Task instructions — Set down the entries once more, exactly as given.

Stored data —
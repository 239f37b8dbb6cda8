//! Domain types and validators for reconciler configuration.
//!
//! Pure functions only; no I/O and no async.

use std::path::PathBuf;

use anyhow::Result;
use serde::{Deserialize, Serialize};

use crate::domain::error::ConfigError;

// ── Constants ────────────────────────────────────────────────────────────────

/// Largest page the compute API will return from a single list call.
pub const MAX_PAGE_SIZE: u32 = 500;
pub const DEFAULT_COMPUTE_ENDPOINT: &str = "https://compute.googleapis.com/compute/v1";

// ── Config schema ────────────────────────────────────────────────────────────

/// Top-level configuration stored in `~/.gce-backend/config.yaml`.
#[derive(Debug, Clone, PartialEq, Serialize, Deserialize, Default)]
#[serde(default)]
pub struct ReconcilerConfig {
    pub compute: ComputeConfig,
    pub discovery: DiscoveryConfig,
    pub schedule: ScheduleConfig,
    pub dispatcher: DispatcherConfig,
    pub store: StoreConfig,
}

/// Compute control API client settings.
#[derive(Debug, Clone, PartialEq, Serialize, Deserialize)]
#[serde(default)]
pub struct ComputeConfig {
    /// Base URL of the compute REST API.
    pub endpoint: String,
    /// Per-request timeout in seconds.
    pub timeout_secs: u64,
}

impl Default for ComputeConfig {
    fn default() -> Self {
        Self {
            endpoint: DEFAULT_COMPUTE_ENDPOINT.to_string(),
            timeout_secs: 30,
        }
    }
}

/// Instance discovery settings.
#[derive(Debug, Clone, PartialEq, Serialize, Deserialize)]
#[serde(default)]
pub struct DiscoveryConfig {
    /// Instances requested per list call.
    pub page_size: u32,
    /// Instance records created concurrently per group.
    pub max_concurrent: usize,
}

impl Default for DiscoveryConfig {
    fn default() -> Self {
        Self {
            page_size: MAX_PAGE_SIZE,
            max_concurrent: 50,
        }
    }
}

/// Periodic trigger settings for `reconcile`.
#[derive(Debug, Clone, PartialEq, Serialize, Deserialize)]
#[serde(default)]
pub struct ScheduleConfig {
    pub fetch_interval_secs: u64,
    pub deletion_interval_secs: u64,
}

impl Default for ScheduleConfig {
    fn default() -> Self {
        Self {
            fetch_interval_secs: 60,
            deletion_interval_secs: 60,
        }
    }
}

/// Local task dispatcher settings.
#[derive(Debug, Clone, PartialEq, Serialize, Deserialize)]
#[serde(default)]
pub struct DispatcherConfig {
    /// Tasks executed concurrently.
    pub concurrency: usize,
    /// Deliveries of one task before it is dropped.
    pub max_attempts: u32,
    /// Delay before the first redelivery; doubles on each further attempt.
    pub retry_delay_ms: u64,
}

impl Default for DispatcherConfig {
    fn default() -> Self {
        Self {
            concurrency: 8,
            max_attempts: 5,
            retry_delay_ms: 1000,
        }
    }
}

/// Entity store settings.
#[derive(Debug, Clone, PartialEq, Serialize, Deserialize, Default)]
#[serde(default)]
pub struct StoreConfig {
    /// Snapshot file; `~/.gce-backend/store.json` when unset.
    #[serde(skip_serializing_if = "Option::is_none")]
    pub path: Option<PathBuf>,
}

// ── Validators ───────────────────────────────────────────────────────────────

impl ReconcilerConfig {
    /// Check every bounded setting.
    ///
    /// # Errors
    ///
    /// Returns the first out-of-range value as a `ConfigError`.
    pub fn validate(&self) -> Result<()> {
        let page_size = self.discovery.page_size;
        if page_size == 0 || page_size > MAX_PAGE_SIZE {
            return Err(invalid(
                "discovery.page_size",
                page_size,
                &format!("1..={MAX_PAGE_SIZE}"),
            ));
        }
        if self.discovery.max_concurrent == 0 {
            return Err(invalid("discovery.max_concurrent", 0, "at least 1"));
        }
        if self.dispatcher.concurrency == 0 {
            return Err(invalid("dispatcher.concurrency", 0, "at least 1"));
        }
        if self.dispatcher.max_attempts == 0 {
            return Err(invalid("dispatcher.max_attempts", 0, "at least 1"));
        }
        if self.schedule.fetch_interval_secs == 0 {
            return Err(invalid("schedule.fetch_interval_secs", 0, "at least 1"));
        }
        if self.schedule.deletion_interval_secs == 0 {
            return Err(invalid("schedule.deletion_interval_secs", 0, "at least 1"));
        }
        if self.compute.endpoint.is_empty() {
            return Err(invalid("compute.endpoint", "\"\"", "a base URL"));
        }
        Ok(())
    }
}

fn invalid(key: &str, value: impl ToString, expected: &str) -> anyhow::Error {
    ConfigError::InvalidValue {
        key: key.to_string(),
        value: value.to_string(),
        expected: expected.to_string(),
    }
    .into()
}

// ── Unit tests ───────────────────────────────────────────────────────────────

Your response —
repository 239f37b8dbb6cda8
//! Domain types and validators for reconciler configuration.
//!
//! Pure functions only; no I/O and no async.

use std::path::PathBuf;

use anyhow::Result;
use serde::{Deserialize, Serialize};

use crate::domain::error::ConfigError;

// ── Constants ────────────────────────────────────────────────────────────────

/// Largest page the compute API will return from a single list call.
pub const MAX_PAGE_SIZE: u32 = 500;
pub const DEFAULT_COMPUTE_ENDPOINT: &str = "https://compute.googleapis.com/compute/v1";

// ── Config schema ────────────────────────────────────────────────────────────

/// Top-level configuration stored in `~/.gce-backend/config.yaml`.
#[derive(Debug, Clone, PartialEq, Serialize, Deserialize, Default)]
#[serde(default)]
pub struct ReconcilerConfig {
    pub compute: ComputeConfig,
    pub discovery: DiscoveryConfig,
    pub schedule: ScheduleConfig,
    pub dispatcher: DispatcherConfig,
    pub store: StoreConfig,
}

/// Compute control API client settings.
#[derive(Debug, Clone, PartialEq, Serialize, Deserialize)]
#[serde(default)]
pub struct ComputeConfig {
    /// Base URL of the compute REST API.
    pub endpoint: String,
    /// Per-request timeout in seconds.
    pub timeout_secs: u64,
}

impl Default for ComputeConfig {
    fn default() -> Self {
        Self {
            endpoint: DEFAULT_COMPUTE_ENDPOINT.to_string(),
            timeout_secs: 30,
        }
    }
}

/// Instance discovery settings.
#[derive(Debug, Clone, PartialEq, Serialize, Deserialize)]
#[serde(default)]
pub struct DiscoveryConfig {
    /// Instances requested per list call.
    pub page_size: u32,
    /// Instance records created concurrently per group.
    pub max_concurrent: usize,
}

impl Default for DiscoveryConfig {
    fn default() -> Self {
        Self {
            page_size: MAX_PAGE_SIZE,
            max_concurrent: 50,
        }
    }
}

/// Periodic trigger settings for `reconcile`.
#[derive(Debug, Clone, PartialEq, Serialize, Deserialize)]
#[serde(default)]
pub struct ScheduleConfig {
    pub fetch_interval_secs: u64,
    pub deletion_interval_secs: u64,
}

impl Default for ScheduleConfig {
    fn default() -> Self {
        Self {
            fetch_interval_secs: 60,
            deletion_interval_secs: 60,
        }
    }
}

/// Local task dispatcher settings.
#[derive(Debug, Clone, PartialEq, Serialize, Deserialize)]
#[serde(default)]
pub struct DispatcherConfig {
    /// Tasks executed concurrently.
    pub concurrency: usize,
    /// Deliveries of one task before it is dropped.
    pub max_attempts: u32,
    /// Delay before the first redelivery; doubles on each further attempt.
    pub retry_delay_ms: u64,
}

impl Default for DispatcherConfig {
    fn default() -> Self {
        Self {
            concurrency: 8,
            max_attempts: 5,
            retry_delay_ms: 1000,
        }
    }
}

/// Entity store settings.
#[derive(Debug, Clone, PartialEq, Serialize, Deserialize, Default)]
#[serde(default)]
pub struct StoreConfig {
    /// Snapshot file; `~/.gce-backend/store.json` when unset.
    #[serde(skip_serializing_if = "Option::is_none")]
    pub path: Option<PathBuf>,
}

// ── Validators ───────────────────────────────────────────────────────────────

impl ReconcilerConfig {
    /// Check every bounded setting.
    ///
    /// # Errors
    ///
    /// Returns the first out-of-range value as a `ConfigError`.
    pub fn validate(&self) -> Result<()> {
        let page_size = self.discovery.page_size;
        if page_size == 0 || page_size > MAX_PAGE_SIZE {
            return Err(invalid(
                "discovery.page_size",
                page_size,
                &format!("1..={MAX_PAGE_SIZE}"),
            ));
        }
        if self.discovery.max_concurrent == 0 {
            return Err(invalid("discovery.max_concurrent", 0, "at least 1"));
        }
        if self.dispatcher.concurrency == 0 {
            return Err(invalid("dispatcher.concurrency", 0, "at least 1"));
        }
        if self.dispatcher.max_attempts == 0 {
            return Err(invalid("dispatcher.max_attempts", 0, "at least 1"));
        }
        if self.schedule.fetch_interval_secs == 0 {
            return Err(invalid("schedule.fetch_interval_secs", 0, "at least 1"));
        }
        if self.schedule.deletion_interval_secs == 0 {
            return Err(invalid("schedule.deletion_interval_secs", 0, "at least 1"));
        }
        if self.compute.endpoint.is_empty() {
            return Err(invalid("compute.endpoint", "\"\"", "a base URL"));
        }
        Ok(())
    }
}

fn invalid(key: &str, value: impl ToString, expected: &str) -> anyhow::Error {
    ConfigError::InvalidValue {
        key: key.to_string(),
        value: value.to_string(),
        expected: expected.to_string(),
    }
    .into()
}

// ── Unit tests ───────────────────────────────────────────────────────────────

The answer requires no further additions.